Exactly you my friend got it right, the boards being PCI-E 3.0 certified is nothing but a myth.


----------



## Protagonist (Oct 25, 2012)

puma99dk| said:


> well i found this on youtube so it most be true bcs i don't think anyone with fake it
> 
> [yt]LfW9iint0dc&hd=1[/yt]



I asked Intel Technical rep before i bought the board back in March this year and He said the board does not support PCI-E 3.0 and also added that it as false advertisement.

Plus after Ivy Bridge come out I asked another Intel rep about it coz i and He told me he can not give me information that is not stated by Intel, and suggested that i get a new 7 Series board instead.

I was right not to listen to him coz i would have shelled another $250 - $300 for a new board and my current board does it just fine


----------



## Protagonist (Oct 25, 2012)

GIGABYTE GA-H61M-S2P-B3
http://www.gigabyte.com/products/product-page.aspx?pid=3992#ov

I have bought several of the above boards for some of my friends and apparently now they support PCI-E 3.0 when Ivy Bridge processor (i7s & i5s) is used with it.

When i bought them several months ago Gigabyte website did not state PCI-E 3.0 support on this board but now it does state PCI-E 3.0 support for it.


----------



## drdeathx (Oct 25, 2012)

st.bone said:


> My point is that its not about the board being gen 2 or 3, boards just have the PCI-E slots the processor determines the gen capability (ever since first gens since the PCI lanes were moved to the processor)
> 
> 
> 
> Exactly you my friend got it right, the boards being PCI-E 3.0 certified is nothing but a myth.





Got it. Yes, Sandy 2.0, Ivy 3.0.


----------



## Protagonist (Oct 25, 2012)

So its like this


6 Series Board + Sandy Bridge CPU = PCI-E 2.0 Operation

6 Series Board + Ivy Bridge CPU (i7 or i5) = PCI-E 3.0 Operation

7 Series Board + Sandy Bridge CPU = PCI-E 2.0 Operation

7 Series Board + Ivy Bridge CPU (i7 or i5) = PCI-E 3.0 Operation


----------



## btarunr (Oct 25, 2012)

There are quite a few 6-series chipset boards with PCIe 3.0 circuitry, which can be put to use with "Ivy Bridge" Core i5/i7 CPUs.


----------



## Protagonist (Oct 25, 2012)

btarunr said:


> There are quite a few 6-series chipset boards with PCIe 3.0 circuitry, which can be put to use with "Ivy Bridge" Core i5/i7 CPUs.

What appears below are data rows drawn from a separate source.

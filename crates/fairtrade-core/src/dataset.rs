//! Published dataset, bulletin commitment and public parameters
//!
//! The seller holds a [`PublishedDataset`]: an ordered array of fixed-size
//! items plus the [`Bulletin`] committing to them. The buyer only needs the
//! bulletin and the [`PublicParams`] (per-item leaf digests) to verify what it
//! decrypts.
//!
//! The bulletin also publishes the seller's long-term verifying key. The
//! seller signs its negotiation messages and released secrets with the
//! matching signing key, so a claim can be pinned to the bulletin's owner.
//!
//! On disk a published directory contains `items.bin`, `bulletin.json`,
//! `public.bin` and the seller's signing key in `seller.key`.

use crate::merkle::{MerkleProof, MerkleTree};
use crate::primitives::{decode_verifying_key, encode_verifying_key, item_leaf};
use crate::types::Range;
use crate::{CryptoContext, Error, Result};
use k256::ecdsa::{SigningKey, VerifyingKey};
use rand::rngs::OsRng;
use serde::{Deserialize, Serialize};
use std::path::Path;
use tracing::{debug, instrument};
use zeroize::Zeroizing;

/// File holding the raw item array
pub const ITEMS_FILE: &str = "items.bin";
/// File holding the bulletin
pub const BULLETIN_FILE: &str = "bulletin.json";
/// File holding the public parameters
pub const PUBLIC_FILE: &str = "public.bin";
/// File holding the seller's signing key (hex)
pub const KEY_FILE: &str = "seller.key";

/// Seller's published, content-binding commitment over the dataset
#[derive(Debug, Clone, PartialEq, Eq, Serialize, Deserialize)]
pub struct Bulletin {
    /// Number of items
    pub item_count: u64,
    /// Size of every item in bytes
    pub item_size: u32,
    /// Merkle root over the item leaves
    #[serde(with = "hex_root")]
    pub root: [u8; 32],
    /// Seller's long-term ECDSA verifying key (SEC1 compressed)
    #[serde(with = "hex::serde")]
    pub seller_key: Vec<u8>,
}

impl Bulletin {
    /// Load from a JSON file
    pub fn load(path: impl AsRef<Path>) -> Result<Self> {
        let path = path.as_ref();
        let json = std::fs::read_to_string(path)
            .map_err(|e| Error::Config(format!("cannot read {}: {}", path.display(), e)))?;
        serde_json::from_str(&json)
            .map_err(|e| Error::Config(format!("invalid bulletin {}: {}", path.display(), e)))
    }

    /// Save as a JSON file
    pub fn save(&self, path: impl AsRef<Path>) -> Result<()> {
        let json = serde_json::to_string_pretty(self)?;
        std::fs::write(path, json)?;
        Ok(())
    }

    /// Decoded seller verifying key
    pub fn verifying_key(&self) -> Result<VerifyingKey> {
        decode_verifying_key(&self.seller_key)
            .map_err(|e| Error::Config(format!("bulletin seller key: {}", e)))
    }

    /// Whether every range lies inside the item array
    pub fn covers(&self, ranges: &[Range]) -> bool {
        ranges.iter().all(|r| r.end() <= self.item_count)
    }
}

mod hex_root {
    use serde::{Deserialize, Deserializer, Serializer};

    pub fn serialize<S>(root: &[u8; 32], serializer: S) -> Result<S::Ok, S::Error>
    where
        S: Serializer,
    {
        serializer.serialize_str(&hex::encode(root))
    }

    pub fn deserialize<'de, D>(deserializer: D) -> Result<[u8; 32], D::Error>
    where
        D: Deserializer<'de>,
    {
        let s = String::deserialize(deserializer)?;
        let bytes = hex::decode(&s).map_err(serde::de::Error::custom)?;
        bytes
            .try_into()
            .map_err(|_| serde::de::Error::custom("Invalid root length"))
    }
}

/// Per-item leaf digests; reproduce the bulletin root
#[derive(Debug, Clone, PartialEq, Eq)]
pub struct PublicParams {
    leaves: Vec<[u8; 32]>,
}

impl PublicParams {
    /// Wrap a list of leaf digests
    pub fn new(leaves: Vec<[u8; 32]>) -> Self {
        Self { leaves }
    }

    /// Load from a binary file of concatenated 32-byte digests
    pub fn load(path: impl AsRef<Path>) -> Result<Self> {
        let path = path.as_ref();
        let bytes = std::fs::read(path)
            .map_err(|e| Error::Config(format!("cannot read {}: {}", path.display(), e)))?;
        if bytes.is_empty() || bytes.len() % 32 != 0 {
            return Err(Error::Config(format!(
                "{} has length {}, not a positive multiple of 32",
                path.display(),
                bytes.len()
            )));
        }
        let leaves = bytes
            .chunks_exact(32)
            .map(|chunk| {
                let mut leaf = [0u8; 32];
                leaf.copy_from_slice(chunk);
                leaf
            })
            .collect();
        Ok(Self { leaves })
    }

    /// Save as concatenated digests
    pub fn save(&self, path: impl AsRef<Path>) -> Result<()> {
        std::fs::write(path, self.leaves.concat())?;
        Ok(())
    }

    /// Leaf digest for item `index`
    pub fn leaf(&self, index: u64) -> Option<&[u8; 32]> {
        self.leaves.get(usize::try_from(index).ok()?)
    }

    /// Number of items
    pub fn len(&self) -> u64 {
        self.leaves.len() as u64
    }

    /// Whether there are no leaves
    pub fn is_empty(&self) -> bool {
        self.leaves.is_empty()
    }

    /// Build the Merkle tree over the leaves
    pub fn tree(&self, ctx: &CryptoContext) -> Result<MerkleTree> {
        MerkleTree::build(ctx, self.leaves.clone())
    }

    /// Check the leaves reproduce `bulletin`
    pub fn verify_against(&self, ctx: &CryptoContext, bulletin: &Bulletin) -> Result<()> {
        if self.len() != bulletin.item_count {
            return Err(Error::Config(format!(
                "public params list {} items, bulletin {}",
                self.len(),
                bulletin.item_count
            )));
        }
        if self.tree(ctx)?.root() != bulletin.root {
            return Err(Error::Config(
                "public params do not reproduce the bulletin root".into(),
            ));
        }
        Ok(())
    }

    /// Proof that leaf `index` is committed by the bulletin
    pub fn proof(&self, ctx: &CryptoContext, index: u64) -> Result<MerkleProof> {
        self.tree(ctx)?.proof(index)
    }
}

/// Seller-side dataset: items, their commitment and the seller's signing key
#[derive(Debug, Clone)]
pub struct PublishedDataset {
    item_size: usize,
    data: Vec<u8>,
    public: PublicParams,
    bulletin: Bulletin,
    signing_key: SigningKey,
}

impl PublishedDataset {
    /// Build from a flat byte array of `item_size`-byte items under a fresh
    /// seller key
    pub fn from_items(ctx: &CryptoContext, item_size: usize, data: Vec<u8>) -> Result<Self> {
        Self::with_signing_key(ctx, SigningKey::random(&mut OsRng), item_size, data)
    }

    /// Build from a flat byte array, published under `signing_key`
    #[instrument(skip(ctx, signing_key, data), fields(len = data.len()))]
    pub fn with_signing_key(
        ctx: &CryptoContext,
        signing_key: SigningKey,
        item_size: usize,
        data: Vec<u8>,
    ) -> Result<Self> {
        if item_size == 0 || item_size > ctx.config().max_item_size {
            return Err(Error::Config(format!(
                "item size {} not in [1, {}]",
                item_size,
                ctx.config().max_item_size
            )));
        }
        if data.is_empty() || data.len() % item_size != 0 {
            return Err(Error::Config(format!(
                "dataset length {} is not a positive multiple of item size {}",
                data.len(),
                item_size
            )));
        }
        let item_size_u32 = u32::try_from(item_size)
            .map_err(|_| Error::Config(format!("item size {} too large", item_size)))?;

        let leaves: Vec<[u8; 32]> = data
            .chunks_exact(item_size)
            .enumerate()
            .map(|(i, item)| item_leaf(ctx, i as u64, item))
            .collect();
        let item_count = leaves.len() as u64;
        let root = MerkleTree::build(ctx, leaves.clone())?.root();

        debug!(item_count, root = hex::encode(root), "Dataset committed");

        Ok(Self {
            item_size,
            data,
            public: PublicParams::new(leaves),
            bulletin: Bulletin {
                item_count,
                item_size: item_size_u32,
                root,
                seller_key: encode_verifying_key(signing_key.verifying_key()),
            },
            signing_key,
        })
    }

    /// Open a published directory, re-deriving and checking the commitment
    pub fn open(ctx: &CryptoContext, dir: impl AsRef<Path>) -> Result<Self> {
        let dir = dir.as_ref();
        let bulletin = Bulletin::load(dir.join(BULLETIN_FILE))?;
        let items_path = dir.join(ITEMS_FILE);
        let data = std::fs::read(&items_path)
            .map_err(|e| Error::Config(format!("cannot read {}: {}", items_path.display(), e)))?;
        let signing_key = load_signing_key(&dir.join(KEY_FILE))?;

        let dataset = Self::with_signing_key(ctx, signing_key, bulletin.item_size as usize, data)?;
        if dataset.bulletin != bulletin {
            return Err(Error::Config(format!(
                "{} does not match the items in {}",
                BULLETIN_FILE,
                dir.display()
            )));
        }
        Ok(dataset)
    }

    /// Write the published directory
    pub fn save(&self, dir: impl AsRef<Path>) -> Result<()> {
        let dir = dir.as_ref();
        std::fs::create_dir_all(dir)?;
        std::fs::write(dir.join(ITEMS_FILE), &self.data)?;
        let key = Zeroizing::new(hex::encode(self.signing_key.to_bytes()));
        std::fs::write(dir.join(KEY_FILE), key.as_bytes())?;
        self.bulletin.save(dir.join(BULLETIN_FILE))?;
        self.public.save(dir.join(PUBLIC_FILE))?;
        Ok(())
    }

    /// Item at `index`
    pub fn item(&self, index: u64) -> Result<&[u8]> {
        if index >= self.len() {
            return Err(Error::Data(format!(
                "item {} out of bounds ({} items)",
                index,
                self.len()
            )));
        }
        let start = index as usize * self.item_size;
        Ok(&self.data[start..start + self.item_size])
    }

    /// Number of items
    pub fn len(&self) -> u64 {
        self.bulletin.item_count
    }

    /// Whether the dataset is empty (never true once constructed)
    pub fn is_empty(&self) -> bool {
        self.len() == 0
    }

    /// Size of one item
    pub fn item_size(&self) -> usize {
        self.item_size
    }

    /// Published commitment
    pub fn bulletin(&self) -> &Bulletin {
        &self.bulletin
    }

    /// Per-item leaf digests
    pub fn public_params(&self) -> &PublicParams {
        &self.public
    }

    /// Seller's long-term signing key
    pub(crate) fn signing_key(&self) -> &SigningKey {
        &self.signing_key
    }

    #[cfg(test)]
    pub(crate) fn data_mut(&mut self) -> &mut [u8] {
        &mut self.data
    }
}

fn load_signing_key(path: &Path) -> Result<SigningKey> {
    let text = Zeroizing::new(
        std::fs::read_to_string(path)
            .map_err(|e| Error::Config(format!("cannot read {}: {}", path.display(), e)))?,
    );
    let bytes = Zeroizing::new(
        hex::decode(text.trim())
            .map_err(|e| Error::Config(format!("invalid key {}: {}", path.display(), e)))?,
    );
    SigningKey::from_slice(&bytes)
        .map_err(|e| Error::Config(format!("invalid key {}: {}", path.display(), e)))
}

Those few are the ones I'm talking about coz most of them were not stated to be capable of PCI-E 3.0 I use my motherboard as an example of few, Intel website and technical document + Intel reps stated that it was capable of PCI-E 2.0 only even after i told the rep that I had already changed my processor from i5-2500K to i7-3770, I guess they wanted to make more money by telling me to get a 7 series board.


----------



## DaedalusHelios (Oct 25, 2012)

st.bone said:


> Those few are the ones I'm talking about coz most of them were not stated to be capable of PCI-E 3.0 I use my motherboard as an example of few, Intel website and technical document + Intel reps stated that it was capable of PCI-E 2.0 only even after i told the rep that I had already changed my processor from i5-2500K to i7-3770, I guess they wanted to make more money by telling me to get a 7 series board.



Most likely their reps didn't know what they were talking about. Most reps are clueless.


----------



## Protagonist (Oct 25, 2012)

DaedalusHelios said:


> Most likely their reps didn't know what they were talking about. Most reps are clueless.



True


----------